Patients with serious mental illnesses (SMI) have a range of complex needs that greater integration of psychiatry into palliative care could help address.
A large issue preventing stronger collaborations is a lack of clearly defined patient eligibility criteria for palliative care delivery, according to Dr. Danielle Chammas, palliative care physician and psychiatrist at University California, San Francisco’s (UCSF) School of Medicine.
Without this clarification, it can be difficult for behavioral health professionals to determine when a patient may qualify to receive palliative care services, Chammas said. Palliative care also is often conflated with hospice even among health care providers, and the misconceptions pose barriers for patients who could benefit from these services, she stated.
“How do we treat the mental health needs of patients with serious medical illness?” Chammas said in a recent GeriPal podcast. “Some [people] are conceptualizing a trade off between the standard of care and a more palliative approach … It’s very hard to define the lines of this. We don’t have a way of operationalizing which patients qualify. The system isn’t always great at meeting people’s needs.”
Breaking down the barriers
SMI conditions include bipolar disorder, dissociative identity disorder, psychotic disorder, major depressive disorder and post-traumatic stress disorder (PTSD), among others.
Seriously ill patients with SMIs face many challenges as their conditions progress, often navigating a complicated and fragmented health system, Chammas said. This can make it difficult to address their physical, emotional, psychosocial and spiritual needs, she indicated.
Palliative care providers can help manage seriously ill SMI patients’ nonmedical symptoms and offer diverse interdisciplinary services that can support their psychiatric treatments, according to Chammas. Adopting an approach to mental health care that includes palliative care involves a primary focus on quality of life for patients and their families, a model that could vastly improve outcomes in more ways than one, she stated.
“If we added palliative care philosophies to all of psychiatry alongside the standard of care, that could be beautiful for everybody because we’re going to take in the patient’s perspective maybe more than we were trained to,” Chammas said. “This is a really vulnerable patient population.
Addressing the interdisciplinary challenges
A common thread in both palliative and psychiatric care delivery is an aim to provide symptom management and relief while addressing patients’ goals of care and values, according to Dr. Brent Kious, psychiatrist and associate professor at the University of Utah Health’s Huntsman Mental Health Institute.
Understanding this common goal could open doorways for more collaborative partnerships among behavioral health and palliative care providers, Kious indicated.
“There is a way in which everything we do in psychiatry is palliative with the respect to the fact that it’s aimed at improving symptoms,” Kious said during the podcast. “I can’t actually think of a single psychiatric illness that I can cure. What I can do is achieve enough symptom improvement in some of these symptoms.”

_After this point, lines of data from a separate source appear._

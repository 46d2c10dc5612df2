// buildrelay-cli/src/source.rs
// ============================================================================
// Module: Config Sources
// Description: Scheme-keyed fetchers for configuration bytes.
// Purpose: Resolve a config location into raw YAML bytes at startup.
// Dependencies: reqwest, url, std
// ============================================================================

//! ## Overview
//! Configuration can live on local disk or behind an HTTP(S) object URL.
//! The location string is dispatched on its scheme: `http://` and
//! `https://` go to [`HttpSource`], `file://` and bare paths go to
//! [`FileSource`]. Fetching happens once at startup, before the async
//! runtime exists, so the HTTP path uses the blocking client.
//! Invariants:
//! - Redirects are refused; a moved config object fails closed.
//! - Payloads above the size cap fail closed before parsing.

// ============================================================================
// SECTION: Imports
// ============================================================================

use std::io::Read;
use std::path::Path;
use std::time::Duration;

use reqwest::blocking::Client;
use reqwest::redirect::Policy;
use thiserror::Error;
use url::Url;

// ============================================================================
// SECTION: Limits
// ============================================================================

/// Maximum configuration document size accepted from any source.
pub const MAX_SOURCE_BYTES: usize = 1024 * 1024;

// ============================================================================
// SECTION: Source Errors
// ============================================================================

/// Errors emitted while fetching configuration bytes.
#[derive(Debug, Error)]
pub enum SourceError {
    /// The location has a scheme no source handles.
    #[error("unsupported config location scheme: {0}")]
    UnsupportedScheme(String),
    /// The location failed to parse or resolve.
    #[error("invalid config location: {0}")]
    InvalidLocation(String),
    /// The local file could not be read.
    #[error("config file read failed: {0}")]
    Io(String),
    /// The HTTP fetch failed.
    #[error("config http fetch failed: {0}")]
    Http(String),
    /// The document exceeded the size cap.
    #[error("config document exceeds size limit: {actual_bytes} bytes (max {max_bytes})")]
    TooLarge {
        /// Maximum allowed bytes.
        max_bytes: usize,
        /// Actual document size in bytes.
        actual_bytes: usize,
    },
}

/// Returns an error when a document exceeds the size cap.
fn enforce_max_bytes(actual_bytes: usize) -> Result<(), SourceError> {
    if actual_bytes > MAX_SOURCE_BYTES {
        return Err(SourceError::TooLarge {
            max_bytes: MAX_SOURCE_BYTES,
            actual_bytes,
        });
    }
    Ok(())
}

// ============================================================================
// SECTION: Source Trait
// ============================================================================

/// Resolves a configuration location into raw document bytes.
pub trait ConfigSource: Send + Sync {
    /// Fetches the document stored at the location.
    ///
    /// # Errors
    ///
    /// Returns [`SourceError`] when the location cannot be resolved.
    fn fetch(&self, location: &str) -> Result<Vec<u8>, SourceError>;
}

/// Dispatches a location to the source that handles its scheme.
///
/// # Errors
///
/// Returns [`SourceError`] when no source handles the scheme or the fetch
/// fails.
pub fn fetch_config(location: &str) -> Result<Vec<u8>, SourceError> {
    match Url::parse(location) {
        Ok(url) if url.scheme() == "http" || url.scheme() == "https" => {
            HttpSource::new()?.fetch(location)
        }
        Ok(url) if url.scheme() == "file" => FileSource.fetch(location),
        // Single-letter schemes are Windows drive prefixes, not URLs.
        Ok(url) if url.scheme().len() > 1 => {
            Err(SourceError::UnsupportedScheme(url.scheme().to_string()))
        }
        _ => FileSource.fetch(location),
    }
}

// ============================================================================
// SECTION: File Source
// ============================================================================

/// File-backed configuration source for bare paths and `file://` URLs.
#[derive(Debug, Clone, Copy, Default)]
pub struct FileSource;

impl ConfigSource for FileSource {
    fn fetch(&self, location: &str) -> Result<Vec<u8>, SourceError> {
        let path = match Url::parse(location) {
            Ok(url) if url.scheme() == "file" => url.to_file_path().map_err(|()| {
                SourceError::InvalidLocation("failed to map file url to path".to_string())
            })?,
            _ => Path::new(location).to_path_buf(),
        };
        let metadata = std::fs::metadata(&path).map_err(|err| SourceError::Io(err.to_string()))?;
        enforce_max_bytes(usize::try_from(metadata.len()).unwrap_or(usize::MAX))?;
        std::fs::read(&path).map_err(|err| SourceError::Io(err.to_string()))
    }
}

// ============================================================================
// SECTION: HTTP Source
// ============================================================================

/// HTTP-backed configuration source for `http://` and `https://` URLs.
#[derive(Debug, Clone)]
pub struct HttpSource {
    /// Blocking client used for the startup fetch.
    client: Client,
}

impl HttpSource {
    /// Builds an HTTP source with a default client.
    ///
    /// # Errors
    ///
    /// Returns [`SourceError::Http`] when the client cannot be constructed.
    pub fn new() -> Result<Self, SourceError> {
        let client = Client::builder()
            .redirect(Policy::none())
            .timeout(Duration::from_secs(30))
            .build()
            .map_err(|err| SourceError::Http(err.to_string()))?;
        Ok(Self {
            client,
        })
    }
}

impl ConfigSource for HttpSource {
    fn fetch(&self, location: &str) -> Result<Vec<u8>, SourceError> {
        let url =
            Url::parse(location).map_err(|err| SourceError::InvalidLocation(err.to_string()))?;
        match url.scheme() {
            "http" | "https" => {}
            scheme => return Err(SourceError::UnsupportedScheme(scheme.to_string())),
        }
        let response = self
            .client
            .get(url.as_str())
            .send()
            .map_err(|err| SourceError::Http(err.to_string()))?;
        if !response.status().is_success() {
            return Err(SourceError::Http(format!("http status {}", response.status())));
        }
        if let Some(length) = response.content_length() {
            enforce_max_bytes(usize::try_from(length).unwrap_or(usize::MAX))?;
        }
        let mut bytes = Vec::new();
        response
            .take(MAX_SOURCE_BYTES as u64 + 1)
            .read_to_end(&mut bytes)
            .map_err(|err| SourceError::Http(err.to_string()))?;
        enforce_max_bytes(bytes.len())?;
        Ok(bytes)
    }
}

Greater integrative palliative care psychiatry collaborations could help SMI patients with more severe symptoms and mental health challenges, Kious stated. These collaborative care approaches focus on harm reduction and reducing “unhelpful treatments” for patients that have exhausted other avenues, he added.
Among the keys to greater behavioral health and palliative care collaboration is developing more training pathways that intersect these fields, according to Chammas.
Medical students largely lack exposure to palliative care services throughout the course of their clinical education, leaving significant gaps of knowledge as they enter their respective fields, she said. If more palliative care components were brought into medical education for psychiatry professionals, it could go a long way to establishing guidelines that help providers identify patients that could benefit from these services, Chammas said.
“[It’s having] a palliative care curriculum for psychiatrists, and this is one of our recognized subspecialties,” Chammas said. “We can teach this to psychiatrists so they can synergize these principles. There’s a lot of work to do to create models that operationalize [this] to have safeguards in place to try to help people.”